In June, Charles moved his wife and daughter to a hotel in Macao, where he could be nearer to the casino and not have to take the commuter hydrofoil from Hong Kong. He directed Hélène to wear her most stylish gowns and jewels and to hover in glamour behind his gambling chair, perhaps bringing him good fortune or, more pointedly, enhancing his desired image as an exotic international player who was at home in Monte Carlo or London and who was thus entitled to substantial deference and credit at this end of the world. Hélène performed her role well; she knew that the men in the casino looked at her approvingly. But on the nights when she wearied of posing as an objet d’art and returned to the hotel room, Charles did not even note her absence, so consumed was he with the lure of the cards.
“I won twenty-two thousand dollars last night,” whooped Charles one near dawn, showering bank notes onto his wife’s groggy body. But two weeks later, he was loser by more than thirty thousand dollars.

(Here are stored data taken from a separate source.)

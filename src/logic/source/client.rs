//! Prediction API Client
//!
//! HTTP client for the traffic classification endpoint.

use chrono::{DateTime, Utc};
use serde::Deserialize;
use std::collections::BTreeMap;

use super::EventSource;
use crate::config::Config;
use crate::error::{DashboardError, DashboardResult};
use crate::logic::event::{ClassificationEvent, EventId};

/// Body of `GET /predict`
#[derive(Debug, Deserialize)]
pub struct PredictResponse {
    #[serde(default)]
    pub id: Option<EventId>,
    #[serde(default)]
    pub timestamp: Option<DateTime<Utc>>,
    pub prediction: String,
    pub confidence: f64,
    pub probabilities: BTreeMap<String, f64>,
    #[serde(default)]
    pub features: Vec<f64>,
}

impl PredictResponse {
    /// Fill in id/timestamp the endpoint left out
    pub fn into_event(self, received_at: DateTime<Utc>) -> ClassificationEvent {
        ClassificationEvent {
            id: self.id.unwrap_or_else(|| EventId::generate(received_at)),
            timestamp: self.timestamp.unwrap_or(received_at),
            label: self.prediction,
            confidence: self.confidence,
            class_probabilities: self.probabilities,
            features: self.features,
        }
    }
}

/// Live classification source
pub struct PredictClient {
    predict_url: String,
    http_client: reqwest::Client,
}

impl PredictClient {
    /// Create new client
    pub fn new(config: &Config) -> DashboardResult<Self> {
        let http_client = reqwest::Client::builder()
            .timeout(config.request_timeout)
            .build()
            .map_err(|e| {
                DashboardError::SourceUnavailable(format!("failed to build HTTP client: {}", e))
            })?;

        Ok(Self {
            predict_url: config.predict_url(),
            http_client,
        })
    }

    pub fn predict_url(&self) -> &str {
        &self.predict_url
    }

    /// Fetch one prediction
    pub async fn predict(&self) -> DashboardResult<ClassificationEvent> {
        let response = self.http_client.get(&self.predict_url).send().await?;

        if !response.status().is_success() {
            return Err(DashboardError::SourceUnavailable(format!(
                "server error: {}",
                response.status().as_u16()
            )));
        }

        let body: PredictResponse = response
            .json()
            .await
            .map_err(|e| DashboardError::SourceUnavailable(format!("parse error: {}", e)))?;

        log::debug!("Prediction received: {} ({:.3})", body.prediction, body.confidence);
        Ok(body.into_event(Utc::now()))
    }
}

impl EventSource for PredictClient {
    async fn fetch_next(&mut self) -> DashboardResult<ClassificationEvent> {
        self.predict().await
    }
}

#[cfg(test)]
mod tests {
    use super::*;
    use axum::{http::StatusCode, routing::get, Json, Router};
    use serde_json::json;
    use std::time::Duration;

    async fn serve(app: Router) -> String {
        let listener = tokio::net::TcpListener::bind("127.0.0.1:0").await.unwrap();
        let addr = listener.local_addr().unwrap();
        tokio::spawn(async move {
            axum::serve(listener, app).await.unwrap();
        });
        format!("http://{}", addr)
    }

    fn config_for(api_url: String) -> Config {
        Config {
            api_url,
            request_timeout: Duration::from_secs(2),
            ..Config::default()
        }
    }

    #[tokio::test]
    async fn test_predict_success() {
        let app = Router::new().route(
            "/predict",
            get(|| async {
                Json(json!({
                    "prediction": "Port Scan",
                    "confidence": 0.81,
                    "probabilities": {"BENIGN": 0.19, "Port Scan": 0.81},
                    "features": [0.5, 1.5]
                }))
            }),
        );
        let url = serve(app).await;

        let mut client = PredictClient::new(&config_for(url)).unwrap();
        let event = client.fetch_next().await.unwrap();

        assert_eq!(event.label, "Port Scan");
        assert_eq!(event.confidence, 0.81);
        assert!(!event.id.as_str().is_empty());
        assert!(event.validate().is_ok());
    }

    #[tokio::test]
    async fn test_server_error_is_source_unavailable() {
        let app = Router::new().route(
            "/predict",
            get(|| async { (StatusCode::SERVICE_UNAVAILABLE, "model loading") }),
        );
        let url = serve(app).await;

        let client = PredictClient::new(&config_for(url)).unwrap();
        let err = client.predict().await.unwrap_err();
        assert!(err.is_source_unavailable());
        assert!(err.to_string().contains("503"));
    }

    #[tokio::test]
    async fn test_bad_body_is_source_unavailable() {
        let app = Router::new().route("/predict", get(|| async { "not json" }));
        let url = serve(app).await;

        let client = PredictClient::new(&config_for(url)).unwrap();
        assert!(client.predict().await.unwrap_err().is_source_unavailable());
    }

    #[tokio::test]
    async fn test_unreachable_is_source_unavailable() {
        let listener = tokio::net::TcpListener::bind("127.0.0.1:0").await.unwrap();
        let addr = listener.local_addr().unwrap();
        drop(listener);

        let client = PredictClient::new(&config_for(format!("http://{}", addr))).unwrap();
        assert!(client.predict().await.unwrap_err().is_source_unavailable());
    }

    #[test]
    fn test_response_keeps_endpoint_id() {
        let body: PredictResponse = serde_json::from_value(json!({
            "id": "abc",
            "timestamp": "2024-12-28T15:33:20Z",
            "prediction": "BENIGN",
            "confidence": 1.0,
            "probabilities": {"BENIGN": 1.0}
        }))
        .unwrap();

        let event = body.into_event(Utc::now());
        assert_eq!(event.id.as_str(), "abc");
        assert_eq!(event.timestamp.to_rfc3339(), "2024-12-28T15:33:20+00:00");
        assert!(event.features.is_empty());
    }
}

The jewels disappeared from Hélène’s case, sold to pay gambling losses, even his daughter’s pearl necklace. When Hélène beseeched her husband to stop playing baccarat, he swore at her. She had no sympathy. She was selfish. She put him in such a foul mood that it was no wonder he lost at cards. What else could he have expected from a girl who was reared in the sticks outside Paris? He would have dispatched her back to Paris a long time ago were it not for the baby. “I’m looking for a new mama for Shubra,” he often taunted, “and when I do …” The sentence always dangled, menacingly. Finally Hélène had enough and wrote her parents a desperate letter, asking them to cable air fare home to Paris.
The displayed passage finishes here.